(Saved entries)
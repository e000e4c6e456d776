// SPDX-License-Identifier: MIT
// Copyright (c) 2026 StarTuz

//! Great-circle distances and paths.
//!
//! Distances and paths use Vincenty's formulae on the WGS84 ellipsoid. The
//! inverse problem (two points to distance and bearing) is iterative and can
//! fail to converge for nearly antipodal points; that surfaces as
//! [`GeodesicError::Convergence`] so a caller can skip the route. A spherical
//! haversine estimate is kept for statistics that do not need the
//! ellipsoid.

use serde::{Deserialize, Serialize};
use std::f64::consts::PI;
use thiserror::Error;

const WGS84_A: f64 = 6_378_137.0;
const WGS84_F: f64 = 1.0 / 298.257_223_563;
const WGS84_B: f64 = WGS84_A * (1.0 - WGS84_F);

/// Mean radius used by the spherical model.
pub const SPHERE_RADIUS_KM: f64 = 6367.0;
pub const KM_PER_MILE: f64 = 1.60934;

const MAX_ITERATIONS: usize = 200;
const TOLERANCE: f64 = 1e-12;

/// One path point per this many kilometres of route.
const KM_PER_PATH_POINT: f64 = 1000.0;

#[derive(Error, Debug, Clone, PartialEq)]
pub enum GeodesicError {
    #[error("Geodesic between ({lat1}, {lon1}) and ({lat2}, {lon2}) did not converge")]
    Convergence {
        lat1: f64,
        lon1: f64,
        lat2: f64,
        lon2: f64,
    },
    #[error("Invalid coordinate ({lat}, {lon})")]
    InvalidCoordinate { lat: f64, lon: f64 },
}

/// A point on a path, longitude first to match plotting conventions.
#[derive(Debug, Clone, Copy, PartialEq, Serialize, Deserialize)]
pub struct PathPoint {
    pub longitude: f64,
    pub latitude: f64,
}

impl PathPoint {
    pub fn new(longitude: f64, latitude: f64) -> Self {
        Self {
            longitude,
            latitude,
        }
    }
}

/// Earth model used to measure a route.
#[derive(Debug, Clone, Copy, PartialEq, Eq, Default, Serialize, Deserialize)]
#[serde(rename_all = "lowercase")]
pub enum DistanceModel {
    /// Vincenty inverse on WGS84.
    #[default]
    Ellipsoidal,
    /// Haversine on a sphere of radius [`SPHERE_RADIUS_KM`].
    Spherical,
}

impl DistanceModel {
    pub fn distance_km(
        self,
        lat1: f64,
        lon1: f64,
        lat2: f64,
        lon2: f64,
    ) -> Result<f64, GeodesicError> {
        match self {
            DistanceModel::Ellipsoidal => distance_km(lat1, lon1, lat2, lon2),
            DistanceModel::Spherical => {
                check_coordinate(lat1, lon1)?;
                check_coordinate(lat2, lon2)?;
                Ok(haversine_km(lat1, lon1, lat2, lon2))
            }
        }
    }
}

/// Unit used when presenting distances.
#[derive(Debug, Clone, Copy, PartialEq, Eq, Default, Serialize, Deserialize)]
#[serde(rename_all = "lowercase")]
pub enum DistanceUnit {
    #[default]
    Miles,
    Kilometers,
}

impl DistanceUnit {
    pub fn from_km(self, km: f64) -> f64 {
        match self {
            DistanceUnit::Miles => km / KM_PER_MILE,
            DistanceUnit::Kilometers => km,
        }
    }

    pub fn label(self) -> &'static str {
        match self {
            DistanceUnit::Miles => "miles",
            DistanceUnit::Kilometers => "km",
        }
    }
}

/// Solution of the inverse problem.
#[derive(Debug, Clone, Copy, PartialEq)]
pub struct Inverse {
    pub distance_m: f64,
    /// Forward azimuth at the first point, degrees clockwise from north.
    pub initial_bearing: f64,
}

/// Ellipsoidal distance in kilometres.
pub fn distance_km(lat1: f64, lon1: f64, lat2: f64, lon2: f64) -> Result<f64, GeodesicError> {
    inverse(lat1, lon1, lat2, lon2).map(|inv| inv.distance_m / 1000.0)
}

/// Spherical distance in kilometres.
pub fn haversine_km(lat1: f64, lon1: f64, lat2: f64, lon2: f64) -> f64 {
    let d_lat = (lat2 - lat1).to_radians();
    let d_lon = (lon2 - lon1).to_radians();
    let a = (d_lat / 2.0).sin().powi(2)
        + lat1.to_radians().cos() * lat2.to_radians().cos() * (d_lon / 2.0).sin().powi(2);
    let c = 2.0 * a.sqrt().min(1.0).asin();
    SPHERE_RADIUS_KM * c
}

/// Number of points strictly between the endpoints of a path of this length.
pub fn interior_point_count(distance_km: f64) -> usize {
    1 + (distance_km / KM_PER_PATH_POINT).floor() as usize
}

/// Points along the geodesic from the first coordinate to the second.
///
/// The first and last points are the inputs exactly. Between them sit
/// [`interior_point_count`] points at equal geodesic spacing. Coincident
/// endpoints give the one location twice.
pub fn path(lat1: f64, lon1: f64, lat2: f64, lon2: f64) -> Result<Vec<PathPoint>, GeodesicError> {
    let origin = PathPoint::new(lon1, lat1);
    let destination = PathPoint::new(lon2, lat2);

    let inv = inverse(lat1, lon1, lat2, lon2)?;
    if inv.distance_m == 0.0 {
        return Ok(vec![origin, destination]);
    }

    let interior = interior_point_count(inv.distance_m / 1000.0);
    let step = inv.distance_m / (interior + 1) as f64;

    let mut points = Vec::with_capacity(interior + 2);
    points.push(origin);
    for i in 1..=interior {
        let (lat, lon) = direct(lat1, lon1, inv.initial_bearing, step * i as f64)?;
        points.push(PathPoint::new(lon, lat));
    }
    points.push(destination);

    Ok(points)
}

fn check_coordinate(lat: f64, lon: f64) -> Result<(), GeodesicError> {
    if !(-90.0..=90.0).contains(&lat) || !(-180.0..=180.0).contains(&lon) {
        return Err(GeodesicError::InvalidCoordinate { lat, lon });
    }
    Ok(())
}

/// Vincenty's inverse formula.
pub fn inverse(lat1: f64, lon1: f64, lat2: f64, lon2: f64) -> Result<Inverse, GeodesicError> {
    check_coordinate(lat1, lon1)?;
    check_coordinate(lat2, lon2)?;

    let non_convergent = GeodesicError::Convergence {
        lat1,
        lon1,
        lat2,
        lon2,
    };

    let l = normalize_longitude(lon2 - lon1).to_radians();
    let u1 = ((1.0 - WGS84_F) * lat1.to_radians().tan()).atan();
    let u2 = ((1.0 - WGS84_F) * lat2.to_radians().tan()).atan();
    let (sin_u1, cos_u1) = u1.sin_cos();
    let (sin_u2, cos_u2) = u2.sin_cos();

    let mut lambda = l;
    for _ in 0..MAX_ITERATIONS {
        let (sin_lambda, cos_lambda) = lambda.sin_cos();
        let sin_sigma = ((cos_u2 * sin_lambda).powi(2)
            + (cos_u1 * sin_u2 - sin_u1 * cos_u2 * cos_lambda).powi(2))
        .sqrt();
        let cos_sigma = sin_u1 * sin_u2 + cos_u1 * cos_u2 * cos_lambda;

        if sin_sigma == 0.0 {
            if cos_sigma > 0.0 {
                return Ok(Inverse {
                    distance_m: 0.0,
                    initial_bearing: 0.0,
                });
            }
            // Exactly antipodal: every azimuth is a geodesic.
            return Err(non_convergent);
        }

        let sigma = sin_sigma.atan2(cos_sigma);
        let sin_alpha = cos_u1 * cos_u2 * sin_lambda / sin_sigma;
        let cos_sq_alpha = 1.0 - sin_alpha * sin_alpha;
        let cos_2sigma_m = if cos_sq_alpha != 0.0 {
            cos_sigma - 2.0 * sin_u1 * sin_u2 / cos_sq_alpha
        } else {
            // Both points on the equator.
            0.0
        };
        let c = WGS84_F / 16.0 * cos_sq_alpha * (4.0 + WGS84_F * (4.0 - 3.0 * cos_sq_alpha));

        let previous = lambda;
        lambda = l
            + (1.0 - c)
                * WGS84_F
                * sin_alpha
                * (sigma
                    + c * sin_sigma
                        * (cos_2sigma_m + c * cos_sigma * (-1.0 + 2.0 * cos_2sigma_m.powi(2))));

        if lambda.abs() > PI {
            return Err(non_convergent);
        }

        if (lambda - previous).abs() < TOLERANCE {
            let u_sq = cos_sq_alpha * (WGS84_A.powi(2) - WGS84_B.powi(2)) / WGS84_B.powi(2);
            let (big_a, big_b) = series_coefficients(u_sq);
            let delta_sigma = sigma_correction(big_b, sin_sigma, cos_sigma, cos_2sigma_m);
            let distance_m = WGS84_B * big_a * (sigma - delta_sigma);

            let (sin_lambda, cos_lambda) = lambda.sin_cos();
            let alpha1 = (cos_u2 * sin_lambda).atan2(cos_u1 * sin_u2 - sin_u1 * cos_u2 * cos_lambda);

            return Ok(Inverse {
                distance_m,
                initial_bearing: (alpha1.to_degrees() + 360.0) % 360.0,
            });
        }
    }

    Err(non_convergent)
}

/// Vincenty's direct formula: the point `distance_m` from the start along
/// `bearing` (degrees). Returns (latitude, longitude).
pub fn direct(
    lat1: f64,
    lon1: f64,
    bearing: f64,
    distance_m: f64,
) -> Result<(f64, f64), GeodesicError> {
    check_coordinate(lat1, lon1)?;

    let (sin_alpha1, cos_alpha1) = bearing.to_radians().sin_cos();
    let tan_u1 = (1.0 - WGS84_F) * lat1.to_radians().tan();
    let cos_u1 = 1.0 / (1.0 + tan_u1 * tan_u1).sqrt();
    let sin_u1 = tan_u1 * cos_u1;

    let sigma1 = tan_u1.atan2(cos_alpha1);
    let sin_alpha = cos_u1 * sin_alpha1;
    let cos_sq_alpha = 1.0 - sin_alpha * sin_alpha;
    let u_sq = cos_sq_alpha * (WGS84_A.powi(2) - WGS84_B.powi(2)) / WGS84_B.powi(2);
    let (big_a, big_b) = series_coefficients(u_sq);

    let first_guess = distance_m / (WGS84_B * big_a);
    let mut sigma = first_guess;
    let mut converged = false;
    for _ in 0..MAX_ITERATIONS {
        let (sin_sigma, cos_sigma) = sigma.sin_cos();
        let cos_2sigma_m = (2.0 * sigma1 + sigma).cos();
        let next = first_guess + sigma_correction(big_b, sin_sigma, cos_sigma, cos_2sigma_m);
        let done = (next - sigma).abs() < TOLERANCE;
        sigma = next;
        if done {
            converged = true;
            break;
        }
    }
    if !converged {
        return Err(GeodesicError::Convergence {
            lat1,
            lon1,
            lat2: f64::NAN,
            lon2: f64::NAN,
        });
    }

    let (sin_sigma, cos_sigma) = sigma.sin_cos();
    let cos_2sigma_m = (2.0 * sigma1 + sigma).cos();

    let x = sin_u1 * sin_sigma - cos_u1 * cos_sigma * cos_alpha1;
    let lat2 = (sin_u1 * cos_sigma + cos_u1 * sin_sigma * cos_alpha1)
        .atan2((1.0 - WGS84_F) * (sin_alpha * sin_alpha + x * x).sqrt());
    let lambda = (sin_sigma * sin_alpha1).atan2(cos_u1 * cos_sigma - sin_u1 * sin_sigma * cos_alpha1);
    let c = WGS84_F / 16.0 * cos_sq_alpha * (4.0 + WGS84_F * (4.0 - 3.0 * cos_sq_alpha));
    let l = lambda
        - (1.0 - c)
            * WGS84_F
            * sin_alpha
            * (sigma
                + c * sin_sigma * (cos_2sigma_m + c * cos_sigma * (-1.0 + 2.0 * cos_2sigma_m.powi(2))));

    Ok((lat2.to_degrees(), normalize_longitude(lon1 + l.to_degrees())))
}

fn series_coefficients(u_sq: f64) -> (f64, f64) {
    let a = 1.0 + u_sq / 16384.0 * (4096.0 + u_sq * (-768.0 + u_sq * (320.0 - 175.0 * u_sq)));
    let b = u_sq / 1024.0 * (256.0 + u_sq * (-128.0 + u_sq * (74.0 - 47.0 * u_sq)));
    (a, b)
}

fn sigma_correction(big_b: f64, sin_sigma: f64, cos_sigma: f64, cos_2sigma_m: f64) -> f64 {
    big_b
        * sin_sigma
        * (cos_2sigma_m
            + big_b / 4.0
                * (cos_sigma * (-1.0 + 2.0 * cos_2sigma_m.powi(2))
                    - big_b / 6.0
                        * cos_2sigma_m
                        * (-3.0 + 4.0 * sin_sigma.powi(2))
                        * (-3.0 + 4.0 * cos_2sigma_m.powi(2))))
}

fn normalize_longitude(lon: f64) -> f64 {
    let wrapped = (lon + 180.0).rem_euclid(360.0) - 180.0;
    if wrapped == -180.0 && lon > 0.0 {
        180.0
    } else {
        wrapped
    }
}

--

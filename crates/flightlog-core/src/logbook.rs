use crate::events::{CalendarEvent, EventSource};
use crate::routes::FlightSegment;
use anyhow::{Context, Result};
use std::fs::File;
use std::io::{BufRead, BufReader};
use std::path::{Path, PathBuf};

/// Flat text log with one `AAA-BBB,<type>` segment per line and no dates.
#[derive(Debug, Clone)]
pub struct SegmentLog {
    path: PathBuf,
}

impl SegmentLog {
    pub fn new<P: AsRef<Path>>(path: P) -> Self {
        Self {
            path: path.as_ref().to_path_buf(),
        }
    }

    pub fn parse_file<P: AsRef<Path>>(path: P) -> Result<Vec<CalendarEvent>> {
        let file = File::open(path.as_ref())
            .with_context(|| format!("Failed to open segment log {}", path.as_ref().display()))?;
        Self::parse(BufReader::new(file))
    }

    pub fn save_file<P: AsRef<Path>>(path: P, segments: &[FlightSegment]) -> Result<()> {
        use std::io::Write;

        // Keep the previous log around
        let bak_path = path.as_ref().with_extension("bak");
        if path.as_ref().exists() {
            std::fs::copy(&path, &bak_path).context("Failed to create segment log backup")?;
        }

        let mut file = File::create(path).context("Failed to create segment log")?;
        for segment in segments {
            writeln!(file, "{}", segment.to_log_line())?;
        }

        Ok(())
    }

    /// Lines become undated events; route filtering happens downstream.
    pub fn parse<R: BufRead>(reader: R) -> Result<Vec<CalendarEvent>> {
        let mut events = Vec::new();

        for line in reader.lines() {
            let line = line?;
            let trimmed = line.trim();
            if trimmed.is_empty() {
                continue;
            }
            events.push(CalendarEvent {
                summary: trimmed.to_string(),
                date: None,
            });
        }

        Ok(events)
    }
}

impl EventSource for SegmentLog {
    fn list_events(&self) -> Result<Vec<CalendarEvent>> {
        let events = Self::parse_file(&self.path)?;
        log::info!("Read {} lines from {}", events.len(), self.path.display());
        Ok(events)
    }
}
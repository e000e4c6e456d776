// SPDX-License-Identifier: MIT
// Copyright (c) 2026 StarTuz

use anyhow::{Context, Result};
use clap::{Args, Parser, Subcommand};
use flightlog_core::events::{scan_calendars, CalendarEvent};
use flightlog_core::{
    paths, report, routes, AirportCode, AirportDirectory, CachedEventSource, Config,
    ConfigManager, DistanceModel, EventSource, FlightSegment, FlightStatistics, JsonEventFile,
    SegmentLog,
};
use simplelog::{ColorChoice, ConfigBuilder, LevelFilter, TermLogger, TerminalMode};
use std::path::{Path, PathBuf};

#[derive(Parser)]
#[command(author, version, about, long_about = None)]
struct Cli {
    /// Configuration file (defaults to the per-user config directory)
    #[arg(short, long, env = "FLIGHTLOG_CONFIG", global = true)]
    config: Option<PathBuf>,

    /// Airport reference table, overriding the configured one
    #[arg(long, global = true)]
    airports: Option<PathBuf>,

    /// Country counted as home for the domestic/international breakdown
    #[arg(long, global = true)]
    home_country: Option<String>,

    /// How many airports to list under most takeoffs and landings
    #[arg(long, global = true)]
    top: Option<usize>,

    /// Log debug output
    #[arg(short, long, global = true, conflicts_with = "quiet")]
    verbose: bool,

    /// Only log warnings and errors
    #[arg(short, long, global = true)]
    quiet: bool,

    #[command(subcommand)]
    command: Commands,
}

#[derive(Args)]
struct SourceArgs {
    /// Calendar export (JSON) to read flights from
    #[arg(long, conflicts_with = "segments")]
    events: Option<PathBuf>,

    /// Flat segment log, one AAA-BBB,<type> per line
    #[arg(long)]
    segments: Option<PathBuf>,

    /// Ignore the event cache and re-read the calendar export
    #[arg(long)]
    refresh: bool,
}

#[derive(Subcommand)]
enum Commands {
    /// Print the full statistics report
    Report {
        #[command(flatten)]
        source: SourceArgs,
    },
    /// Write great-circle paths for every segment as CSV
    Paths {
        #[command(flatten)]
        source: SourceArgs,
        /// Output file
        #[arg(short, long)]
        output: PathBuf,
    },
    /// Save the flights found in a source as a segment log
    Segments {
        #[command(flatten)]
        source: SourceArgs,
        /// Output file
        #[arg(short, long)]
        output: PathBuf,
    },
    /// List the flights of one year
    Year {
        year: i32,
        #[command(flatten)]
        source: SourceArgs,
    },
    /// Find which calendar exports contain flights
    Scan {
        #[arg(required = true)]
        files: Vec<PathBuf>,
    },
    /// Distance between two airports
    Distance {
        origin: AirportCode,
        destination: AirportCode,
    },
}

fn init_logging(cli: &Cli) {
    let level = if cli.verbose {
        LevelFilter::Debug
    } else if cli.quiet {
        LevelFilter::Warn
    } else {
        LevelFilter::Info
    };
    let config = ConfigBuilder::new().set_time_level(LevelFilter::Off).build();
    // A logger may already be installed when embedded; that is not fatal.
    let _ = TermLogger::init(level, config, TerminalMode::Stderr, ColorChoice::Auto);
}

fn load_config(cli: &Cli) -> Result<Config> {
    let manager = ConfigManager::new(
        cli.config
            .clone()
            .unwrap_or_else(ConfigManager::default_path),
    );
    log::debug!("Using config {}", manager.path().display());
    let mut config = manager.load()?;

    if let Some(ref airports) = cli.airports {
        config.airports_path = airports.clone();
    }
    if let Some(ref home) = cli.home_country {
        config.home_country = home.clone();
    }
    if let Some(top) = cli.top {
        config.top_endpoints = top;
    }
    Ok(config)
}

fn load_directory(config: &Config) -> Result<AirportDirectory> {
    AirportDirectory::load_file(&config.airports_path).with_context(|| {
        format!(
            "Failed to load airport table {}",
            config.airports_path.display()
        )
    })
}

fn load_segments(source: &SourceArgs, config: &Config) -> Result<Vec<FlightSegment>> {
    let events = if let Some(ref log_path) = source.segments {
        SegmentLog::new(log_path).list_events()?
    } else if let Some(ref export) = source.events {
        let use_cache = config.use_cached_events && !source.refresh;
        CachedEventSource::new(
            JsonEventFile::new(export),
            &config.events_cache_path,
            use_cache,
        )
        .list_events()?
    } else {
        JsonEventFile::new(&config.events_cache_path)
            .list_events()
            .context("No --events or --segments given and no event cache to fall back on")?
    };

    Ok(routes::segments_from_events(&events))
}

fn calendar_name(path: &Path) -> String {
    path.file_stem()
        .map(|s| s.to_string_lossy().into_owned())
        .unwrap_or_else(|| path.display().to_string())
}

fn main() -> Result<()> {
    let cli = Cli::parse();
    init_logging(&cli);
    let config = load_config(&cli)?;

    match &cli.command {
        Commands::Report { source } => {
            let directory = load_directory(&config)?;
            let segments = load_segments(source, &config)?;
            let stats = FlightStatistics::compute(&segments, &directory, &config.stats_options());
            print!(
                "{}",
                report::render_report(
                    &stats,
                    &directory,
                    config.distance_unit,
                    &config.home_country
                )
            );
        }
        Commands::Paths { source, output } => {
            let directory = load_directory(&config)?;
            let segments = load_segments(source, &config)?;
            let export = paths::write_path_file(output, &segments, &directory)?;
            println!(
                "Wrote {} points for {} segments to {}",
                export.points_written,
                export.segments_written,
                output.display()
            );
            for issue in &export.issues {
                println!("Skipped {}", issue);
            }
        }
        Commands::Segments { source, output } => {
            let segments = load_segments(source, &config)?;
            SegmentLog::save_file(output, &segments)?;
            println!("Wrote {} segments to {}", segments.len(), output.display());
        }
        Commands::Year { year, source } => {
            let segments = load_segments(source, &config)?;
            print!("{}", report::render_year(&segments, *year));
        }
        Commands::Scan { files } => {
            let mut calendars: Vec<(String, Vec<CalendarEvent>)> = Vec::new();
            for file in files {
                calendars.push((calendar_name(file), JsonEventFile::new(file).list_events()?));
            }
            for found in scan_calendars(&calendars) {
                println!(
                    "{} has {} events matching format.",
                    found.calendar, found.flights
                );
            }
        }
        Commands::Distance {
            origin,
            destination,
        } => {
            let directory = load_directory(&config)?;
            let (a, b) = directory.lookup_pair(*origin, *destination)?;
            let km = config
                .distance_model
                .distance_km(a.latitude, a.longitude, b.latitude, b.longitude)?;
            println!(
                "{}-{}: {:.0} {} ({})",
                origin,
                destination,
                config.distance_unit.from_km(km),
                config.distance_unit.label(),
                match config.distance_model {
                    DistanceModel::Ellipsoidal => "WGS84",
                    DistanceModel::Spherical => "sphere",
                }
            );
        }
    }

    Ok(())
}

* [REQUIREMENT]: Please go over the data above and tally every line holding "refresh"; reply only with the count.

* [ANSWER AREA]: 2